The figures attributed to CBO showed the economy's growth rate would slow to 1.3 percent in 1980, with inflation at 10.1 percent this year and 8.3 percent in 1980 and the jobless rate rising to an average 6.9 percent in 1980.

However, Rivlin asserted the CBO is not predicting that the unemployment rate will rise to a peak of 7.5 percent. She also said CBO has not prepared any forecast that predicts three successive quarters in which output actually declined, as the Post also reported.

The statement came as, separately, Robert Russell, the deputy director of the administration's Council on Wage and Price Stability, warned that if the current guidelines fail, a recession could result.

Russell told a food industry conference that "the situation today looks distressingly like the 1973-74 experience," when the U.S. underwent its deepest and most prolonged recession since the late 1930s.

In her statement yesterday, Rivlin conceded that CBO forecast actually showed a maximum unemployment rate of closer to 7 percent than 7.5 percent, and output declining for two quarters rather than three.

Congressional sources also denied that key lawmakers were given an advance look at the specific CBO forecast before passage of the first congressional budget resolution last May 23.

Rivlin cited as reasons for CBO's more pessimistic forecast "the impact of the worldwide oil shortage, the rapid acceleration of inflation and the weakness in consumer spending."
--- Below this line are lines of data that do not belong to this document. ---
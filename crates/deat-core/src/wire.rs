//! Wire codec for the DEAT service protocol.
//!
//! Outgoing frames wrap the user payload in an [`Envelope`]; incoming
//! frames decode to a normalized [`ModuleResult`]. The service has
//! shipped several client generations with slightly divergent frame
//! shapes, all of which remain live:
//!
//! - standard: `{"module": M, "result": {"metric", "value", "equation",
//!   "interpretation"}}`
//! - compact: the numeric pair nested as `"out": {<metric>: <value>}`
//!   with `"comment"` in place of `"interpretation"`
//! - bare: the result body at the top level, no `"result"` wrapper
//!
//! [`decode_frame`] accepts all of them and downstream code pattern
//! matches on the normalized fields only. Deep schema validation of the
//! payload is deliberately absent — malformed domain structure is the
//! service's to reject.

use serde::{Deserialize, Serialize};
use serde_json::Value;

use crate::errors::{ClientError, Result};
use crate::module::Module;

// ─────────────────────────────────────────────────────────────────────────────
// Outgoing
// ─────────────────────────────────────────────────────────────────────────────

/// The wire-level wrapper around a user payload sent to the service.
#[derive(Clone, Debug, Serialize)]
pub struct Envelope {
    /// Optional routing hint; most deployments derive the module from
    /// the endpoint path and omit this.
    #[serde(skip_serializing_if = "Option::is_none")]
    pub module: Option<Module>,
    /// The user payload, opaque to the client.
    pub payload: Value,
}

impl Envelope {
    /// Wrap a payload without the routing hint.
    #[must_use]
    pub fn new(payload: Value) -> Self {
        Self {
            module: None,
            payload,
        }
    }

    /// Wrap a payload and include the `module` field.
    #[must_use]
    pub fn with_module(payload: Value, module: Module) -> Self {
        Self {
            module: Some(module),
            payload,
        }
    }

    /// Serialize to JSON text.
    ///
    /// `serde_json` value trees always serialize; a failure here would
    /// be a serde bug, so the empty string stands in rather than a
    /// panic path.
    #[must_use]
    pub fn encode(&self) -> String {
        serde_json::to_string(self).unwrap_or_default()
    }
}

/// Parse user-supplied payload text into a JSON value.
///
/// This is the pre-send validation gate: failure means nothing is
/// transmitted at all.
pub fn parse_payload(text: &str) -> Result<Value> {
    serde_json::from_str(text.trim()).map_err(|e| ClientError::InvalidUserJson(e.to_string()))
}

// ─────────────────────────────────────────────────────────────────────────────
// Incoming
// ─────────────────────────────────────────────────────────────────────────────

/// The normalized decoded service response.
#[derive(Clone, Debug, PartialEq)]
pub struct ModuleResult {
    /// Module echoed by the service, when present and recognized.
    pub module: Option<Module>,
    /// Metric name.
    pub metric: String,
    /// Numeric metric value.
    pub value: f64,
    /// Human-readable equation text.
    pub equation: String,
    /// Interpretation string.
    pub interpretation: String,
}

/// Result body in either of the observed encodings.
#[derive(Debug, Deserialize)]
#[serde(untagged)]
enum WireBody {
    Standard {
        metric: String,
        value: f64,
        #[serde(default)]
        equation: String,
        #[serde(default)]
        interpretation: String,
    },
    Compact {
        out: serde_json::Map<String, Value>,
        #[serde(default)]
        equation: String,
        #[serde(default)]
        comment: String,
    },
}

/// Decode an inbound text frame into a [`ModuleResult`].
///
/// Returns [`ClientError::MalformedResponse`] for non-JSON text or a
/// body lacking a usable metric/value pair. Callers drop the frame and
/// keep the connection open.
pub fn decode_frame(raw: &str) -> Result<ModuleResult> {
    let mut frame: Value = serde_json::from_str(raw)
        .map_err(|e| ClientError::MalformedResponse(format!("invalid JSON: {e}")))?;

    // Unknown or absent module names degrade to None; the session falls
    // back to its current selection for labeling.
    let module = frame
        .get("module")
        .and_then(Value::as_str)
        .and_then(|s| s.parse::<Module>().ok());

    let body_value = match frame.get_mut("result").map(Value::take) {
        Some(body) => body,
        None => frame,
    };
    let body: WireBody = serde_json::from_value(body_value).map_err(|_| {
        ClientError::MalformedResponse("missing metric/value or out mapping".into())
    })?;

    match body {
        WireBody::Standard {
            metric,
            value,
            equation,
            interpretation,
        } => Ok(ModuleResult {
            module,
            metric,
            value,
            equation,
            interpretation,
        }),
        WireBody::Compact {
            out,
            equation,
            comment,
        } => {
            let (metric, value) = out
                .iter()
                .find_map(|(k, v)| v.as_f64().map(|n| (k.clone(), n)))
                .ok_or_else(|| {
                    ClientError::MalformedResponse("out mapping has no numeric entry".into())
                })?;
            Ok(ModuleResult {
                module,
                metric,
                value,
                equation,
                interpretation: comment,
            })
        }
    }
}

// ─────────────────────────────────────────────────────────────────────────────
// Tests
// ─────────────────────────────────────────────────────────────────────────────
//! # deat-client
//!
//! Session and message-exchange layer for the DEAT survival-engine
//! service.
//!
//! The service exposes named analytical modules (ARC, CR, NUR) over
//! per-module WebSocket endpoints. This crate owns the transport side of
//! the client:
//!
//! - [`ConnectionManager`]: one supervisor task per instance owning at
//!   most one live socket, with the connect/close/auto-reconnect state
//!   machine
//! - [`Session`]: current module/variant selection, pre-send validation,
//!   and the frame pump that turns replies into result rows
//! - [`ResultLog`]: the append-only row log with a bring-into-view
//!   signal for front ends
//! - [`presets`]: the static default-payload catalog
//!
//! Codec and row construction live in `deat-core`; this crate wires them
//! to tokio and `tokio-tungstenite`.

#![deny(unsafe_code)]

pub mod connection;
pub mod presets;
pub mod render;
pub mod session;

pub use connection::{ConnectionManager, ConnectionState};
pub use render::ResultLog;
pub use session::Session;
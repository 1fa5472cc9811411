//! Module and variant identifiers.
//!
//! A [`Module`] names one remote analytical capability; each module is
//! addressed by its own WebSocket endpoint path. A [`Variant`] selects a
//! preset payload in the front end and is never sent to the service on
//! its own.
//!
//! Both parse case-insensitively (the service treats the path segment
//! case-insensitively too) and canonicalize to uppercase for endpoint
//! construction and display.

use std::fmt;
use std::str::FromStr;

use serde::{Deserialize, Deserializer, Serialize, Serializer};

use crate::errors::ClientError;

// ─────────────────────────────────────────────────────────────────────────────
// Module
// ─────────────────────────────────────────────────────────────────────────────

/// A named remote analytical module.
#[derive(Clone, Copy, Debug, PartialEq, Eq, Hash)]
pub enum Module {
    /// Adaptive reliability computation.
    Arc,
    /// Chaotic risk.
    Cr,
    /// Survival / stabilization engine.
    Nur,
}

impl Module {
    /// Canonical uppercase form used on the wire and in endpoint paths.
    #[must_use]
    pub fn as_str(self) -> &'static str {
        match self {
            Self::Arc => "ARC",
            Self::Cr => "CR",
            Self::Nur => "NUR",
        }
    }

    /// All known modules, in display order.
    #[must_use]
    pub fn all() -> &'static [Self] {
        &[Self::Arc, Self::Cr, Self::Nur]
    }

    /// Build the WebSocket endpoint URL for this module.
    ///
    /// The path segment is always uppercase; the service side matches it
    /// case-insensitively.
    #[must_use]
    pub fn endpoint_url(self, secure: bool, host: &str) -> String {
        let scheme = if secure { "wss" } else { "ws" };
        format!("{scheme}://{host}/ws/{}", self.as_str())
    }
}

impl FromStr for Module {
    type Err = ClientError;

    fn from_str(s: &str) -> Result<Self, Self::Err> {
        match s.to_ascii_uppercase().as_str() {
            "ARC" => Ok(Self::Arc),
            "CR" => Ok(Self::Cr),
            "NUR" => Ok(Self::Nur),
            other => Err(ClientError::MalformedResponse(format!(
                "unknown module `{other}`"
            ))),
        }
    }
}

impl fmt::Display for Module {
    fn fmt(&self, f: &mut fmt::Formatter<'_>) -> fmt::Result {
        f.write_str(self.as_str())
    }
}

impl Serialize for Module {
    fn serialize<S: Serializer>(&self, serializer: S) -> Result<S::Ok, S::Error> {
        serializer.serialize_str(self.as_str())
    }
}

impl<'de> Deserialize<'de> for Module {
    fn deserialize<D: Deserializer<'de>>(deserializer: D) -> Result<Self, D::Error> {
        let s = String::deserialize(deserializer)?;
        s.parse().map_err(serde::de::Error::custom)
    }
}

// ─────────────────────────────────────────────────────────────────────────────
// Variant
// ─────────────────────────────────────────────────────────────────────────────

/// A preset selector choosing a default payload for the active module.
#[derive(Clone, Copy, Debug, Default, PartialEq, Eq, Hash)]
pub enum Variant {
    /// Primary preset.
    #[default]
    A,
    /// Alternate preset.
    B,
}

impl Variant {
    /// Canonical display form.
    #[must_use]
    pub fn as_str(self) -> &'static str {
        match self {
            Self::A => "A",
            Self::B => "B",
        }
    }
}

impl FromStr for Variant {
    type Err = ClientError;

    fn from_str(s: &str) -> Result<Self, Self::Err> {
        match s.to_ascii_uppercase().as_str() {
            "A" => Ok(Self::A),
            "B" => Ok(Self::B),
            other => Err(ClientError::MalformedResponse(format!(
                "unknown variant `{other}`"
            ))),
        }
    }
}

impl fmt::Display for Variant {
    fn fmt(&self, f: &mut fmt::Formatter<'_>) -> fmt::Result {
        f.write_str(self.as_str())
    }
}

// ─────────────────────────────────────────────────────────────────────────────
// Tests
// ─────────────────────────────────────────────────────────────────────────────
//! # deat-core
//!
//! Foundation types for the DEAT survival-engine client.
//!
//! This crate provides the shared vocabulary the transport and front-end
//! crates depend on:
//!
//! - **Identifiers**: [`Module`] and [`Variant`] with case-insensitive
//!   parsing and canonical uppercase wire form
//! - **Wire codec**: [`Envelope`] encoding and [`ModuleResult`] decoding
//!   covering every frame shape the service has been observed to emit
//! - **Rendering**: [`ResultRow`] construction and [`SeverityBand`]
//!   classification
//! - **Errors**: [`ClientError`] taxonomy via `thiserror`
//!
//! Everything here is synchronous and runtime-free; the transport lives
//! in `deat-client`.

#![deny(unsafe_code)]

pub mod errors;
pub mod module;
pub mod render;
pub mod wire;

pub use errors::{ClientError, Result};
pub use module::{Module, Variant};
pub use render::{RequestContext, ResultRow, SeverityBand};
pub use wire::{Envelope, ModuleResult, decode_frame, parse_payload};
Officials declined to say yesterday how the preliminary forecast could show the jobless rate rising to a 6.9 percent average for 1980 without climbing to a substantially higher peak. However, some analysts confirmed it could be possible.

Nevertheless, the CBO predictions of a 1.3 percent growth rate in 1980 and an average jobless rate of 6.9 percent would constitute a full-fledged recession. The forecast is consistent with that of leading private economists.

The 10.1 percent inflation rate the forecast projected for this year compared to an 8.4 percent rate presumed in the May 23 congressional budget resolution. That measure also assumed a growth rate in 1980 of 2.1 percent.